#### [Task to carry out]
Could you filter the records below and keep only the lines with the word "none"?

#### [Records to process]
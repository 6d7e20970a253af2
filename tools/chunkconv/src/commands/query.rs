use std::path::PathBuf;

use anyhow::Result;
use chunkio::{IpcCompression, ParquetCompression};
use chunkio_sql::SqlConnector;
use clap::Args;

use super::{parse_ipc_compression, parse_parquet_compression};
use crate::{
    format::FileFormat,
    writer::{WriteSettings, copy_chunks, create_writer},
};

#[derive(Args)]
pub struct QueryArgs {
    /// SQL statement to run
    statement: String,

    /// Database: `:memory:`, a path or a `file:` URI, optionally prefixed with `sqlite://`
    #[arg(long)]
    db: String,

    /// Output file path; required when the statement returns rows
    #[arg(short, long)]
    output: Option<PathBuf>,

    /// Output format (inferred from the extension if not specified)
    #[arg(short, long, value_enum)]
    format: Option<FileFormat>,

    /// Maximum rows per written batch / row group
    #[arg(long, default_value_t = 65_536)]
    batch_size: usize,

    /// IPC body compression: none | lz4 | zstd
    #[arg(long, value_parser = parse_ipc_compression, default_value = "none")]
    ipc_compression: IpcCompression,

    /// Parquet compression: uncompressed | snappy | zstd[:level]
    #[arg(long, value_parser = parse_parquet_compression, default_value = "uncompressed")]
    parquet_compression: ParquetCompression,
}

impl QueryArgs {
    pub fn run(self) -> Result<()> {
        let mut db = SqlConnector::connect(&self.db)?;
        let Some(cursor) = db.execute(&self.statement, Some(self.batch_size))? else {
            eprintln!("Statement executed, no result set");
            return Ok(());
        };

        let output = self
            .output
            .as_deref()
            .ok_or_else(|| anyhow::anyhow!("statement returns rows, pass -o <file>"))?;
        let format = FileFormat::resolve(self.format, output)?;
        let mut settings = WriteSettings::default();
        settings.ipc = settings.ipc.with_compression(self.ipc_compression);
        settings.parquet = settings.parquet.with_compression(self.parquet_compression);

        let writer = create_writer(format, output, cursor.schema().clone(), &settings)?;
        let stats = copy_chunks(cursor, writer)?;
        eprintln!(
            "Written {} rows in {} chunks to {}",
            stats.rows,
            stats.chunks,
            output.display()
        );
        Ok(())
    }
}
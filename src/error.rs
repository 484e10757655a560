use thiserror::Error;

/// Errors surfaced by the optimizer.
///
/// Only configuration problems are fatal. Missing optional data (nutrition,
/// pantry, seasonal catalog, preferences) degrades to documented neutral
/// defaults, and collaborator failures degrade the affected sub-score, so
/// neither ever appears here.
#[derive(Error, Debug)]
pub enum OptimizerError {
    #[error("weight vector for mode '{mode}' sums to {sum}, expected 1.0")]
    InvalidWeights { mode: String, sum: f32 },
}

#### [Response to the task]
    /// IPC body compression: none | lz4 | zstd
    #[arg(long, value_parser = parse_ipc_compression, default_value = "none")]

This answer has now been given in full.